Guarda-me nos momentos de solidão
De sofrimento e aflição.
ANJO é guarda, é protector,
É guia, tem-me amor.
Os ANJOS levam os inocentes para o céu
Quentinhos, envoltos em véu.
Tocar num ANJO não se sente,
Falam a língua do coração, suave, meiga e doce, sem pressão.
ANJO é místico, misterioso e espiritual, 
Mundanário, etéreo e celestial;
ANJO é custódio, veículo de transição.
Quando eu sair deste Mundo, dar-me-á a sua mão.
Não fui eu a escolher o meu ANJO
Foi ele, se gostou de mim, que me escolheu.
Ao atravessar a passadeira
Com sinal vermelho
Disse-me baixinho: Zé Maria, fizeste asneira.
Penso o ANJO como iconografia tradicional
Criança linda com amor paternal; 
ANJO é doçura, é bondade,
Coração de ANJO é pequenino,
Inocente, puro, columbino.
Quando choro, abatido
As minhas mágoas dolorosas
O ANJO sussurra-me ao ouvido:
Anima-te, este Mundo não são rosas.
Digo-lhe baixinho
Com calma e carinho:
Tens olhos suaves de aurora nascente
Excelso, formoso, magnânimo e quente.
Nunca me deito quando não estou tranquilo
Sombra fatal que me acompanha noite e dia,
E a meu lado quando rezo a Jesus e a Maria.

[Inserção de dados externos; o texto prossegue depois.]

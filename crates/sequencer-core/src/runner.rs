//! Sequence run-loop and report generation.
//!
//! `run_sequence` configures an engine with a [`SequenceSpec`], keeps it
//! moving until the sequence completes or stops, and collects one
//! [`UnitReport`] per simulated unit from the engine's event stream. The
//! engine decides pacing: with auto-execute the loop mostly waits, without
//! it the loop re-triggers after every committed unit. Whenever a simulation
//! outcome is pending, the [`ConfirmDecider`] is asked what to do with it.

use anyhow::{bail, Result};
use serde::{Deserialize, Serialize};
use std::ops::Range;
use std::time::Instant;
use tokio::sync::broadcast::{self, error::TryRecvError};
use tracing::{info, warn};

use sequencer_types::SimulationOutcome;

use crate::engine::{EngineEvent, EngineHandle};
use crate::sequence::SequenceSpec;
use crate::state::{Ack, ExecutionMode, IgnoredReason, Phase};

/// What to do with a pending simulation outcome.
#[derive(Debug, Clone, Copy, PartialEq, Eq)]
pub enum Decision {
    Confirm,
    /// Execute even though the simulation was rejected.
    ForceConfirm,
    Cancel,
}

/// The unit whose outcome awaits a decision.
#[derive(Debug, Clone)]
pub struct PendingUnit {
    pub step_range: Range<usize>,
    pub titles: Vec<String>,
}

#[async_trait::async_trait]
pub trait ConfirmDecider: Send + Sync {
    async fn decide(&self, unit: &PendingUnit, outcome: &SimulationOutcome) -> Decision;
}

/// Confirms successful simulations. Rejected ones are force-confirmed when
/// `force_rejected` is set and cancelled otherwise.
#[derive(Debug, Clone, Copy, Default)]
pub struct AutoDecider {
    pub force_rejected: bool,
}

#[async_trait::async_trait]
impl ConfirmDecider for AutoDecider {
    async fn decide(&self, _unit: &PendingUnit, outcome: &SimulationOutcome) -> Decision {
        match (outcome.success, self.force_rejected) {
            (true, _) => Decision::Confirm,
            (false, true) => Decision::ForceConfirm,
            (false, false) => Decision::Cancel,
        }
    }
}

#[derive(Debug, Serialize, Deserialize, Clone, PartialEq)]
pub struct UnitReport {
    pub label: String,
    pub step_range: Range<usize>,
    #[serde(skip_serializing_if = "Option::is_none")]
    pub simulation_success: Option<bool>,
    #[serde(skip_serializing_if = "Option::is_none")]
    pub simulation_status: Option<String>,
    #[serde(skip_serializing_if = "Option::is_none")]
    pub gas_estimate: Option<String>,
    #[serde(default)]
    pub forced: bool,
    pub committed: bool,
    #[serde(skip_serializing_if = "Option::is_none")]
    pub transaction_id: Option<String>,
    #[serde(skip_serializing_if = "Option::is_none")]
    pub explorer_link: Option<String>,
    #[serde(skip_serializing_if = "Option::is_none")]
    pub error: Option<String>,
    pub elapsed_ms: u64,
}

impl UnitReport {
    fn new(label: String, step_range: Range<usize>) -> Self {
        Self {
            label,
            step_range,
            simulation_success: None,
            simulation_status: None,
            gas_estimate: None,
            forced: false,
            committed: false,
            transaction_id: None,
            explorer_link: None,
            error: None,
            elapsed_ms: 0,
        }
    }
}

#[derive(Debug, Serialize, Deserialize, Clone, PartialEq)]
pub struct SequenceRunReport {
    pub run_id: String,
    pub started_at: String,
    #[serde(skip_serializing_if = "Option::is_none")]
    pub name: Option<String>,
    pub mode: ExecutionMode,
    pub auto_execute: bool,
    pub total_steps: usize,
    pub committed_steps: usize,
    pub completed: bool,
    pub stopped_early: bool,
    #[serde(skip_serializing_if = "Option::is_none")]
    pub stop_reason: Option<String>,
    pub elapsed_ms: u128,
    pub units: Vec<UnitReport>,
}

impl SequenceRunReport {
    pub fn committed_units(&self) -> usize {
        self.units.iter().filter(|unit| unit.committed).count()
    }
}

/// Drive `sequence` to completion or to the first unrecovered stop.
///
/// The engine is (re)configured with the sequence's steps, mode and auto-execute
/// flag. Errors are returned only for problems with the engine itself;
/// evaluation and submission failures end the run with `stopped_early` set.
pub async fn run_sequence(
    handle: &EngineHandle,
    sequence: &SequenceSpec,
    decider: &dyn ConfirmDecider,
) -> Result<SequenceRunReport> {
    let started = Instant::now();
    let started_at = chrono::Utc::now().to_rfc3339();
    let run_id = uuid::Uuid::new_v4().to_string();

    let mut events = handle.subscribe();
    handle
        .configure(sequence.steps.clone(), sequence.mode, sequence.auto_execute)
        .await?;
    info!(
        run_id = %run_id,
        sequence = sequence.display_name(),
        steps = sequence.steps.len(),
        "running sequence"
    );

    let mut units: Vec<UnitReport> = Vec::new();
    let mut stop_reason = None;

    loop {
        let snapshot = handle.wait_until(|s| s.is_settled()).await;
        drain_events(&mut events, &mut units);

        if handle.is_stopped() && !snapshot.phase.is_terminal() {
            bail!("engine stopped before the sequence finished");
        }

        match snapshot.phase {
            Phase::Completed => break,
            Phase::AwaitingConfirmation => {
                let (Some(outcome), Some(step_range)) =
                    (snapshot.pending_outcome, snapshot.pending_steps)
                else {
                    bail!("engine is awaiting confirmation without a pending outcome");
                };
                let pending = PendingUnit {
                    titles: sequence.steps[step_range.clone()]
                        .iter()
                        .map(|step| step.title.clone())
                        .collect(),
                    step_range,
                };

                let decision = decider.decide(&pending, &outcome).await;
                let ack = match decision {
                    Decision::Confirm => handle.confirm().await,
                    Decision::ForceConfirm => {
                        if let Some(unit) = units.last_mut() {
                            unit.forced = true;
                        }
                        handle.force_confirm().await
                    }
                    Decision::Cancel => {
                        handle.cancel().await;
                        stop_reason = Some(format!(
                            "cancelled at steps {}-{}: {}",
                            pending.step_range.start + 1,
                            pending.step_range.end,
                            outcome.status_message
                        ));
                        break;
                    }
                };
                if let Ack::Ignored(reason) = ack {
                    stop_reason = Some(match reason {
                        IgnoredReason::RequiresOverride => format!(
                            "simulation rejected: {}",
                            outcome.status_message
                        ),
                        other => format!("confirmation ignored: {other}"),
                    });
                    break;
                }
            }
            Phase::Idle => {
                if let Some(error) = snapshot.last_error {
                    stop_reason = Some(error.to_string());
                    break;
                }
                if let Ack::Ignored(reason) = handle.trigger_simulate().await {
                    bail!("engine refused to simulate: {reason}");
                }
            }
            Phase::Simulating | Phase::Executing => {}
        }
    }

    let snapshot = handle.snapshot();
    drain_events(&mut events, &mut units);
    let completed = snapshot.phase.is_terminal();
    if let Some(reason) = &stop_reason {
        warn!(run_id = %run_id, cursor = snapshot.cursor, reason = %reason, "sequence stopped");
    } else {
        info!(run_id = %run_id, steps = snapshot.total_steps, "sequence finished");
    }

    Ok(SequenceRunReport {
        run_id,
        started_at,
        name: sequence.name.clone(),
        mode: snapshot.mode,
        auto_execute: snapshot.auto_execute,
        total_steps: snapshot.total_steps,
        committed_steps: snapshot.cursor,
        completed,
        stopped_early: !completed,
        stop_reason,
        elapsed_ms: started.elapsed().as_millis(),
        units,
    })
}

fn drain_events(events: &mut broadcast::Receiver<EngineEvent>, units: &mut Vec<UnitReport>) {
    loop {
        match events.try_recv() {
            Ok(event) => apply_event(event, units),
            Err(TryRecvError::Lagged(skipped)) => {
                warn!(skipped, "run report missed engine events");
            }
            Err(TryRecvError::Empty) | Err(TryRecvError::Closed) => break,
        }
    }
}

fn apply_event(event: EngineEvent, units: &mut Vec<UnitReport>) {
    match event {
        EngineEvent::Simulated {
            unit,
            step_range,
            outcome,
        } => {
            let mut report = UnitReport::new(unit, step_range);
            report.simulation_success = Some(outcome.success);
            report.simulation_status = Some(outcome.status_message);
            report.gas_estimate = Some(outcome.gas_estimate);
            units.push(report);
        }
        EngineEvent::Executed { record, elapsed_ms } => {
            let report = open_report(units, &record.label, record.step_range.clone());
            report.committed = true;
            report.transaction_id = Some(record.handle.transaction_id);
            report.explorer_link = record.explorer_link;
            report.elapsed_ms = elapsed_ms;
        }
        EngineEvent::Failed {
            unit,
            step_range,
            error,
        } => {
            let report = open_report(units, &unit, step_range);
            report.error = Some(error.to_string());
        }
        EngineEvent::Configured { .. } | EngineEvent::Completed { .. } => {}
    }
}

/// The latest report for `label` that has not finished yet, or a new one.
fn open_report<'a>(
    units: &'a mut Vec<UnitReport>,
    label: &str,
    step_range: Range<usize>,
) -> &'a mut UnitReport {
    let reuse = units
        .last()
        .is_some_and(|last| last.label == label && !last.committed && last.error.is_none());
    if !reuse {
        units.push(UnitReport::new(label.to_string(), step_range));
    }
    let last = units.len() - 1;
    &mut units[last]
}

A vida pára, eu já a não sinto
E se falo, meu ANJO, é para dizer que não minto.
Já não oiço o meu coração,
Passou por mim o ANJO e eu lhe grito:
Não me abandones, não me dês por proscrito.
Uma pomba em ANJO ebúrneo e triste
Virá buscar-me, enfim, para levar a minha alma,
Alma se alma existe.
Vais comigo, ANJO meu, a ver-me enterrar
Num buraco fundo, 
Ficas livre, deixas de proteger-me neste Mundo.
Um dia as ninfas dançarão com os ANJOS do Senhor
E na cruz que matou Jesus há-de nascer uma flor.